• About this exercise: If a line in the entries below contains the word "under", it counts; report how many such lines there are, and only that number.

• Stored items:
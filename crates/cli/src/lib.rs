// SPDX-License-Identifier: MIT
// Copyright (c) 2026 Alfred Jean LLC

//! Browser-recorder codegen CLI simulator.
//!
//! A test crate that simulates an interactive code-generation recorder: it
//! emits a Playwright JavaScript script incrementally to stdout while a
//! scripted driver performs actions on stdin, and appends a teardown block at
//! shutdown. Emission order, field ordering, and timing match the real
//! recorder, which makes the binary a deterministic subject for streaming
//! output assertions without a browser in the loop.

pub mod actions;
pub mod cli;
pub mod devices;
pub mod recorder;
pub mod report;
pub mod script;
pub mod storage;
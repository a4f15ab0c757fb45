// SPDX-License-Identifier: MIT
// Copyright (c) 2026 Alfred Jean LLC

//! Environment composition for fixture contexts.
//!
//! A suite combines independent environments (a file server, a
//! platform-specific browser) into one fixture context. Composition is an
//! explicit ordered list of providers: setup runs front to back, teardown in
//! reverse, and the fragments merge field-wise with later providers winning.

use std::collections::HashMap;

use crate::error::HarnessError;

/// Context values contributed by one provider.
#[derive(Clone, Debug, Default, PartialEq, Eq)]
pub struct ContextFragment {
    /// Browser identity (e.g. `chromium`).
    pub browser_name: Option<String>,
    /// Non-default browser channel, if any.
    pub browser_channel: Option<String>,
    /// Base URL served to the tool under test.
    pub base_url: Option<String>,
    /// Free-form extras for suite-specific values.
    pub extra: HashMap<String, String>,
}

impl ContextFragment {
    /// Merge `other` into `self`; fields set by `other` win.
    pub fn merge(mut self, other: ContextFragment) -> Self {
        if other.browser_name.is_some() {
            self.browser_name = other.browser_name;
        }
        if other.browser_channel.is_some() {
            self.browser_channel = other.browser_channel;
        }
        if other.base_url.is_some() {
            self.base_url = other.base_url;
        }
        self.extra.extend(other.extra);
        self
    }
}

/// One composable environment.
pub trait EnvProvider: Send {
    /// Name used in error reports.
    fn name(&self) -> &str;

    /// Bring the environment up and contribute context values.
    fn setup(&mut self) -> Result<ContextFragment, HarnessError>;

    /// Release resources. Called in reverse setup order; must tolerate being
    /// called after a failed or skipped setup.
    fn teardown(&mut self) {}
}

/// Ordered provider list composing one fixture context.
pub struct EnvStack {
    providers: Vec<Box<dyn EnvProvider>>,
    tag: Option<String>,
    active: usize,
}

impl EnvStack {
    /// Create an empty stack.
    pub fn new() -> Self {
        Self {
            providers: Vec::new(),
            tag: None,
            active: 0,
        }
    }

    /// Restrict this stack to runs selecting `tag`.
    pub fn tagged(mut self, tag: impl Into<String>) -> Self {
        self.tag = Some(tag.into());
        self
    }

    /// Append a provider. Setup order is append order.
    pub fn push(mut self, provider: Box<dyn EnvProvider>) -> Self {
        self.providers.push(provider);
        self
    }

    /// The execution tag, if any.
    pub fn tag(&self) -> Option<&str> {
        self.tag.as_deref()
    }

    /// Run all setups in order and merge their fragments.
    ///
    /// On failure, providers already set up are torn down (in reverse)
    /// before the error propagates.
    pub fn setup(&mut self) -> Result<ContextFragment, HarnessError> {
        let mut context = ContextFragment::default();
        for i in 0..self.providers.len() {
            match self.providers[i].setup() {
                Ok(fragment) => {
                    self.active = i + 1;
                    context = context.merge(fragment);
                }
                Err(e) => {
                    self.teardown();
                    return Err(e);
                }
            }
        }
        Ok(context)
    }

    /// Tear down in reverse order of setup. Idempotent.
    pub fn teardown(&mut self) {
        while self.active > 0 {
            self.active -= 1;
            self.providers[self.active].teardown();
        }
    }
}

impl Default for EnvStack {
    fn default() -> Self {
        Self::new()
    }
}

impl Drop for EnvStack {
    fn drop(&mut self) {
        self.teardown();
    }
}

/// Provider contributing a fixed browser identity and channel.
pub struct BrowserEnv {
    name: String,
    channel: Option<String>,
}

impl BrowserEnv {
    /// A browser identity with no channel.
    pub fn new(name: impl Into<String>) -> Self {
        Self {
            name: name.into(),
            channel: None,
        }
    }

    /// Select a distribution channel.
    pub fn with_channel(mut self, channel: impl Into<String>) -> Self {
        self.channel = Some(channel.into());
        self
    }
}

impl EnvProvider for BrowserEnv {
    fn name(&self) -> &str {
        "browser"
    }

    fn setup(&mut self) -> Result<ContextFragment, HarnessError> {
        Ok(ContextFragment {
            browser_name: Some(self.name.clone()),
            browser_channel: self.channel.clone(),
            ..ContextFragment::default()
        })
    }
}

#[cfg(test)]
#[path = "env_tests.rs"]
mod tests;
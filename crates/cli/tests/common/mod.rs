// SPDX-License-Identifier: MIT
// Copyright (c) 2026 Alfred Jean LLC

#![allow(clippy::unwrap_used, clippy::expect_used, clippy::panic)]

//! Shared helpers for recorder integration tests.

#![allow(dead_code)]

use std::io::Write;
use std::path::PathBuf;

use codegenless_harness::CliRunner;
use tempfile::NamedTempFile;

/// Path to the codegenless binary under test.
pub fn codegenless_bin() -> PathBuf {
    PathBuf::from(env!("CARGO_BIN_EXE_codegenless"))
}

/// Fixture factory scoped to one test case.
pub fn runner() -> CliRunner {
    CliRunner::new(codegenless_bin())
}

/// Write an empty HTML page and return it with its `file://` URL.
pub fn blank_page() -> (NamedTempFile, String) {
    let mut file = tempfile::Builder::new()
        .suffix(".html")
        .tempfile()
        .unwrap();
    file.write_all(b"<html></html>").unwrap();
    file.flush().unwrap();
    let url = codegenless_harness::file_url(file.path()).unwrap();
    (file, url)
}

/// Launch-option lines as they appear in the generated script.
pub fn launch_options(channel: Option<&str>) -> String {
    match channel {
        Some(channel) => format!("headless: false,\n    channel: '{}'", channel),
        None => "headless: false".to_string(),
    }
}

/// Import + launch lines up to (but excluding) the context-creation call.
pub fn expected_preamble(imports: &str, browser: &str, channel: Option<&str>) -> String {
    format!(
        "const {{ {} }} = require('playwright');\n\n(async () => {{\n  const browser = await {}.launch({{\n    {}\n  }});\n",
        imports,
        browser,
        launch_options(channel)
    )
}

• Your response: 2